Palymra Antik Kenti Nasıl Yok Oldu?

2011 yılında başlayan Suriye İç Savaşı sırasında IŞİD terör örgütü, Palmira’yı çevreleyen bölgenin kontrolünü ele geçirdi ve burayı İslami yönetim altındaki bir devletin parçası ilan etti. 2015 yılında basında çıkan haberlere göre, IŞİD militanları, MS 1.yüzyılda inşa edilen aynı adı taşıyan bir tapınağın girişini süsleyen Al-Lat Aslanı da dahil olmak üzere Palmira’daki birkaç önemli heykeli tahrip etti. Birkaç ay sonra, binanın dış duvarları ve giriş kemeri ayakta kalmasına rağmen, militanların  Bel Tapınağının iç odasının kalıntılarını yıkmadan önce Baalshamin Tapınağının kalıntılarını tahrip ettikleri bildirildi. IŞİD birden fazla mezarın kalıntılarını yok ettiği gibi Tetrapylon’un bazı kısımlarını ve şehrin antik tiyatrosunu da yıktı.

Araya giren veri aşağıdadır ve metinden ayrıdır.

//! Step reducer: folds a step sequence into a node tree.
//!
//! [`reduce`] works against a [`ParseContext`]: it fires the options' event
//! hook for every step and raises `Error` steps. [`build`] is the side-effect
//! free variant used for sub-parses: no events, and `Error` steps are only
//! recorded.
//!
//! Both share one dispatch. Per step:
//!
//! 1. log the step and attribute it to the node it concerns
//! 2. raise the max line/column high-water mark (context only)
//! 3. mutate the tree according to the step kind
//! 4. fire the event hook, then raise if the step is an error (context only)
//! 5. stop if the loop callback says so

use crate::context::{ParseContext, ParseResult};
use crate::error::{ReduceError, Wrong};
use crate::location::{Span, TagLocation};
use crate::option::ParseOptions;
use crate::step::{CloseType, NodeType, Step, StepKind, StepPayload};
use crate::tree::{Document, NodeId};

/// Early-stop hook: called after each step with the step and its index in the
/// sequence being reduced. Returning `true` stops the reduction.
pub type LoopCallback<'a> = &'a mut dyn FnMut(&Step, usize) -> bool;

/// What the event hook receives alongside each step.
#[derive(Debug, Clone, Copy)]
pub enum EventData<'a> {
    /// The node the step concerns. For `NodeEnd` this is the node just closed.
    Node(Option<NodeId>),
    /// The diagnostic of an `Error` step.
    Wrong(&'a Wrong),
}

/// Result of applying one step.
struct Applied {
    index: u32,
    created: Option<NodeId>,
}

/// Reduce `steps` into `context`, returning the root nodes they created.
///
/// An `Error` step is reported to the event hook and then returned as the
/// error; the context keeps everything reduced up to and including it.
pub fn reduce<I>(
    steps: I,
    context: &mut ParseContext,
    mut loop_callback: Option<LoopCallback<'_>>,
) -> Result<Vec<NodeId>, ReduceError>
where
    I: IntoIterator<Item = Step>,
{
    let mut roots = Vec::new();
    let mut event_node = context.current;

    for (position, step) in steps.into_iter().enumerate() {
        let kind = step.kind;
        let cursor = step.cursor;
        context.track_max(cursor);

        let applied = apply_step(&mut context.document, &mut context.current, step);
        if let Some(created) = applied.created {
            event_node = Some(created);
            if context.document.get(created).is_some_and(|n| n.parent().is_none()) {
                roots.push(created);
            }
        }
        context.document.log_mut().set_target(applied.index, event_node);
        context.set_cursor(cursor);

        match kind {
            StepKind::Error => {
                let wrong = context
                    .document
                    .log()
                    .get(applied.index)
                    .and_then(|s| s.payload.wrong())
                    .cloned();
                return Err(match wrong {
                    Some(wrong) => {
                        fire_event(context, kind, EventData::Wrong(&wrong));
                        ReduceError::Step(wrong)
                    }
                    None => {
                        fire_event(context, kind, EventData::Node(event_node));
                        ReduceError::MissingErrorPayload { cursor }
                    }
                });
            }
            StepKind::Warn => {
                let warning = context
                    .document
                    .log()
                    .get(applied.index)
                    .and_then(|s| s.payload.wrong())
                    .cloned();
                if let Some(warning) = warning {
                    log::debug!(target: "tolmark.reduce", "warning: {warning}");
                    context.warnings.push(warning);
                }
                fire_event(context, kind, EventData::Node(event_node));
            }
            StepKind::NodeEnd => {
                fire_event(context, kind, EventData::Node(event_node));
                event_node = context.current;
            }
            _ => fire_event(context, kind, EventData::Node(event_node)),
        }

        if stop_requested(&mut loop_callback, &context.document, applied.index, position) {
            break;
        }
    }

    Ok(roots)
}

/// Build a standalone document from `steps` without a context.
///
/// No events fire and `Error` steps do not stop the build.
pub fn build<I>(steps: I, mut loop_callback: Option<LoopCallback<'_>>) -> Document
where
    I: IntoIterator<Item = Step>,
{
    let mut document = Document::new();
    let mut current = None;
    let mut event_node = None;

    for (position, step) in steps.into_iter().enumerate() {
        let kind = step.kind;
        let applied = apply_step(&mut document, &mut current, step);
        if applied.created.is_some() {
            event_node = applied.created;
        }
        document.log_mut().set_target(applied.index, event_node);
        if kind == StepKind::NodeEnd {
            event_node = current;
        }

        if stop_requested(&mut loop_callback, &document, applied.index, position) {
            break;
        }
    }

    document
}

/// Reduce a complete step sequence for `source`, folding a raised error into
/// the result.
pub fn parse_steps<I>(source: impl Into<String>, steps: I, options: ParseOptions) -> ParseResult
where
    I: IntoIterator<Item = Step>,
{
    let mut context = ParseContext::with_source(source, options);
    let error = reduce(steps, &mut context, None).err();
    context.into_result(error)
}

fn stop_requested(
    loop_callback: &mut Option<LoopCallback<'_>>,
    document: &Document,
    index: u32,
    position: usize,
) -> bool {
    match (loop_callback.as_deref_mut(), document.log().get(index)) {
        (Some(callback), Some(step)) => callback(step, position),
        _ => false,
    }
}

fn fire_event(context: &ParseContext, kind: StepKind, data: EventData<'_>) {
    if let Some(handler) = context.options().event_handler() {
        handler(kind, context, data);
    }
}

/// Apply one step to the tree and append it to the log.
fn apply_step(document: &mut Document, current: &mut Option<NodeId>, step: Step) -> Applied {
    let index = document.log().next_index();
    let cursor = step.cursor;
    log::trace!(target: "tolmark.reduce", "step {index} {} at {cursor}", step.kind);

    if step.kind == StepKind::NodeStart {
        let node_type = step.payload.node_type().unwrap_or_else(|| {
            log::debug!(target: "tolmark.reduce", "nodeStart at {cursor} without node type");
            NodeType::Element
        });
        let id = document.attach(node_type, cursor, *current);
        if let Some(node) = document.data_mut(id) {
            node.nature = step.payload.nature();
            node.steps.push(index);
        }
        *current = Some(id);
        document.log_mut().push(step);
        return Applied { index, created: Some(id) };
    }

    let Some(node_id) = *current else {
        if step.kind.is_structural() {
            log::debug!(
                target: "tolmark.reduce",
                "{} at {cursor} with no open node",
                step.kind
            );
        }
        document.log_mut().push(step);
        return Applied { index, created: None };
    };
    let Some(node) = document.data_mut(node_id) else {
        document.log_mut().push(step);
        return Applied { index, created: None };
    };
    let location = &mut node.location;

    match step.kind {
        StepKind::StartTagStart => {
            node.steps.push(index);
            location.start_tag = Some(TagLocation::open(cursor));
        }
        StepKind::NodeNameStart => {
            node.steps.push(index);
            location.open_name(cursor);
        }
        StepKind::NodeNameEnd => {
            node.steps.push(index);
            // An empty name is still a name: `allowAttrNameEmpty` attributes
            // and empty end tag names assign it.
            if let StepPayload::Text(name) = &step.payload {
                node.name = Some(name.clone());
            }
            location.close_name(cursor);
        }
        StepKind::AttrEqual => {
            node.steps.push(index);
            node.equal_count += 1;
        }
        StepKind::AttrLeftBoundary => {
            if let Some(boundary) = step.payload.text() {
                node.steps.push(index);
                node.boundary_char = boundary.to_string();
                location.left_boundary = Some(cursor);
            }
        }
        StepKind::AttrRightBoundary => {
            if let Some(boundary) = step.payload.text() {
                node.content.get_or_insert_with(String::new);
                node.steps.push(index);
                node.boundary_char.push_str(boundary);
                location.right_boundary = Some(cursor);
            }
        }
        StepKind::StartTagEnd => {
            if let Some(close_type) = step.payload.close_type() {
                node.close_type = Some(close_type);
            }
            node.steps.push(index);
            if let Some(tag) = location.start_tag.as_mut() {
                tag.span.close(cursor);
            }
        }
        StepKind::NodeContentStart => {
            node.steps.push(index);
            location.content = Some(Span::open(cursor));
        }
        StepKind::NodeContentEnd => {
            node.steps.push(index);
            if let Some(content) = step.payload.text() {
                node.content = Some(content.to_string());
            }
            if let Some(span) = location.content.as_mut() {
                span.close(cursor);
            }
        }
        StepKind::EndTagStart => {
            node.steps.push(index);
            location.end_tag = Some(TagLocation::open(cursor));
        }
        StepKind::EndTagEnd => {
            node.steps.push(index);
            if let Some(tag) = location.end_tag.as_mut() {
                tag.span.close(cursor);
            }
        }
        StepKind::NodeEnd => {
            location.span.close(cursor);
            if let Some(close_type) = step.payload.close_type() {
                node.close_type = Some(resolve_close_type(node.close_type, close_type));
            }
            node.steps.push(index);
            *current = node.parent;
        }
        StepKind::NodeStart
        | StepKind::AttrsStart
        | StepKind::AttrsEnd
        | StepKind::Error
        | StepKind::Warn => {
            node.steps.push(index);
        }
    }

    document.log_mut().push(step);
    Applied { index, created: None }
}

/// Close type after a `NodeEnd` carrying `incoming`.
///
/// A start-tag-closed node is never downgraded to not-closed by its end.
fn resolve_close_type(existing: Option<CloseType>, incoming: CloseType) -> CloseType {
    match (existing, incoming) {
        (Some(CloseType::StartTagClosed), CloseType::NotClosed) => CloseType::StartTagClosed,
        (_, incoming) => incoming,
    }
}
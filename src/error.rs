//! Errors returned by [`crate::SingletonCoordinator::run`].

use snafu::Snafu;

use crate::config::ConfigError;

/// Fatal outcomes of a coordinator run.
///
/// Election and renewal failures are not here: they are handled inside the
/// elector by retrying or stepping down.
#[derive(Debug, Snafu)]
#[snafu(visibility(pub(crate)))]
pub enum RunError {
    /// Configuration was rejected before any store access.
    #[snafu(display("invalid configuration: {source}"))]
    Config { source: ConfigError },

    /// Caches did not report initial consistency after election.
    #[snafu(display("timed out after {timeout_ms}ms waiting for caches to sync: {}", unsynced.join(", ")))]
    CacheSyncTimeout { unsynced: Vec<String>, timeout_ms: u64 },

    /// The elector task panicked or was aborted.
    #[snafu(display("leader election task failed: {source}"))]
    ElectorTask { source: tokio::task::JoinError },
}

impl RunError {
    /// Names of caches that never synced, if this is a cache timeout.
    pub fn unsynced_caches(&self) -> Option<&[String]> {
        match self {
            RunError::CacheSyncTimeout { unsynced, .. } => Some(unsynced),
            _ => None,
        }
    }
}
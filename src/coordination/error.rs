//! Error types for lease coordination.

use snafu::Snafu;

use crate::api::KeyValueStoreError;

/// Transient failures talking to the lease record.
///
/// Held-by-other and lost leases are outcomes, not errors; everything here
/// means the store could not be read or written reliably and the caller
/// should retry (while standing by) or give up leadership (while leading).
#[derive(Debug, Snafu)]
#[snafu(visibility(pub))]
pub enum LeaseError {
    /// Underlying storage error.
    #[snafu(display("storage error on lease '{key}': {source}"))]
    Storage {
        /// The lease key.
        key: String,
        /// The underlying error.
        source: KeyValueStoreError,
    },

    /// JSON serialization error.
    #[snafu(display("failed to encode lease record: {source}"))]
    Serialization {
        /// The underlying error.
        source: serde_json::Error,
    },

    /// Data in storage is not a lease record.
    #[snafu(display("corrupted lease record in key '{key}': {reason}"))]
    CorruptedRecord {
        /// The key with corrupted data.
        key: String,
        /// Description of what went wrong.
        reason: String,
    },

    /// A store call did not answer within its budget.
    #[snafu(display("lease '{key}' call timed out after {timeout_ms}ms"))]
    Timeout {
        /// The lease key.
        key: String,
        /// The budget that elapsed.
        timeout_ms: u64,
    },

    /// Record written by a replica with a different schema.
    #[snafu(display("lease '{key}' has schema version {found}, this replica understands {expected}"))]
    UnsupportedSchema {
        /// The lease key.
        key: String,
        /// Version found in storage.
        found: u32,
        /// Version this build writes.
        expected: u32,
    },
}
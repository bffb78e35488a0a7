//! Lease-based leader election.
//!
//! Provides leader election with:
//! - Terms as fencing tokens for split-brain prevention
//! - Periodic lease renewal; any failed renewal ends leadership immediately
//! - Leadership transitions delivered as events over a channel
//! - Lease release only after the consumer confirms leadership work stopped
//!
//! # State Machine
//!
//! ```text
//! Standby -> Acquiring -> Leading { term } -> Released -> Standby
//!                 |                                  \-> (exit on shutdown)
//!                 \-> Standby (held by other / transient error)
//! ```

use std::future::Future;
use std::time::Duration;

use rand::Rng;
use tokio::sync::mpsc;
use tokio::sync::oneshot;
use tokio::sync::watch;
use tokio_util::sync::CancellationToken;
use tracing::debug;
use tracing::info;
use tracing::warn;

use crate::api::KeyValueStore;
use crate::coordination::error::LeaseError;
use crate::coordination::lock::AcquireOutcome;
use crate::coordination::lock::LeaseLock;
use crate::coordination::lock::ReleaseOutcome;
use crate::coordination::lock::RenewOutcome;
use crate::coordination::pure::compute_backoff_ms;
use crate::coordination::pure::compute_jittered_delay_ms;
use crate::coordination::pure::compute_renew_budget_ms;
use crate::coordination::pure::compute_state_after_acquire;
use crate::coordination::types::Term;

/// Configuration for leader election.
#[derive(Debug, Clone)]
pub struct ElectionConfig {
    /// How long a lease protects its holder without renewal.
    pub lease_duration_ms: u64,
    /// How often the leader renews (must be < lease_duration_ms).
    pub renew_interval_ms: u64,
    /// Base delay between acquisition attempts while standing by.
    pub retry_period_ms: u64,
    /// Random jitter added to retries, as a fraction of the delay.
    pub jitter_factor: f64,
    /// Upper bound for backoff after consecutive transient errors.
    pub max_backoff_ms: u64,
}

impl Default for ElectionConfig {
    fn default() -> Self {
        Self {
            lease_duration_ms: 15_000, // 15 seconds
            renew_interval_ms: 5_000,  // renew 3x per lease
            retry_period_ms: 2_000,
            jitter_factor: 0.2,
            max_backoff_ms: 30_000,
        }
    }
}

/// Local view of this replica's election progress.
#[derive(Debug, Clone, Copy, PartialEq, Eq)]
pub enum ElectionState {
    /// Not leading; waiting to retry acquisition.
    Standby,
    /// An acquisition attempt is in flight.
    Acquiring,
    /// Holding the lease for `term`.
    Leading {
        /// Current leadership term.
        term: Term,
    },
    /// Leadership ended; draining work and releasing the lease.
    Released,
}

impl ElectionState {
    /// Returns true if currently the leader.
    pub fn is_leader(&self) -> bool {
        matches!(self, ElectionState::Leading { .. })
    }

    /// Get the term if leader.
    pub fn term(&self) -> Option<Term> {
        match self {
            ElectionState::Leading { term } => Some(*term),
            _ => None,
        }
    }
}

/// Why a leadership period ended.
#[derive(Debug, Clone, Copy, PartialEq, Eq)]
pub enum LossReason {
    /// Another replica holds the lease now.
    Superseded,
    /// A renewal failed or was ambiguous.
    RenewFailed,
    /// The parent cancellation token fired.
    Shutdown,
}

/// Leadership transitions emitted by [`LeaderElector::run`].
#[derive(Debug)]
pub enum LeadershipEvent {
    /// Sent once per leadership period before any leader-only work starts.
    BecameLeader {
        /// The acquired term.
        term: Term,
        /// Cancelled when this leadership period ends.
        leadership: CancellationToken,
    },
    /// Sent once per leadership period after `leadership` is cancelled.
    ///
    /// The elector does not release the lease until `stopped` is answered
    /// (or dropped), so the receiver must reply only after all
    /// leadership-scoped work has fully stopped.
    LostLeadership {
        /// The term that ended.
        term: Term,
        /// Why it ended.
        reason: LossReason,
        /// Acknowledge that leader-only work has ceased.
        stopped: oneshot::Sender<()>,
    },
}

Dikkatinizi Çekebilir;  Tarihteki Büyük Depremler Nerede Oldu? 🌊

Antropoloji ve Tarih İçin Önemli Tarihi Hazinelerden Biri: Pekin Adamı

Homo erectus pekinensis adlı bir hominid türünden bir dizi fosil, 1920’lerde ve 1930’larda Çin’deki Zhoukoudian Mağarası’nda kazılmıştır. Yaklaşık yarım milyon yıl öncesine dayanıyordu. 1937 yılında Japon birlikleri Çin’i işgal etti. 1941’de fosiller, Amerika Birleşik Devletleri’nde güvenli bir yere gönderilmek üzere kasalara yerleştirildi. Bundan sonra ne olduğu belli değil, ancak birçok bilim adamı fosillerin Amerika’ya giderken kaybolduğuna inanıyor. Fosillerin kaybolmasına rağmen Pekin Adamı ile ilgili araştırmalar devam ediyor. Son zamanlarda Zhoukoudian Mağarası’nda yeni bir dizi kazı gerçekleştirildi. Bu kazı Pekin Adamı’nın soğuk havalarda koruma sağlayan ateş, ahşap kalıp ve mızrak kullanabildiğini ortaya çıkardı. Ayrıca, Pekin Adamı tasarım kıyafetler giyiyordu. Pekin Adamının özellikle kıyafetleri ve ateş etme becerileri önemliydi. Yapılan araştırmalar Pekin Adamı’nın Çin’e 780.000 yıl önce, Çin’in ikliminin daha soğuk dönemlerde gelmiş olabileceğini gösteriyor.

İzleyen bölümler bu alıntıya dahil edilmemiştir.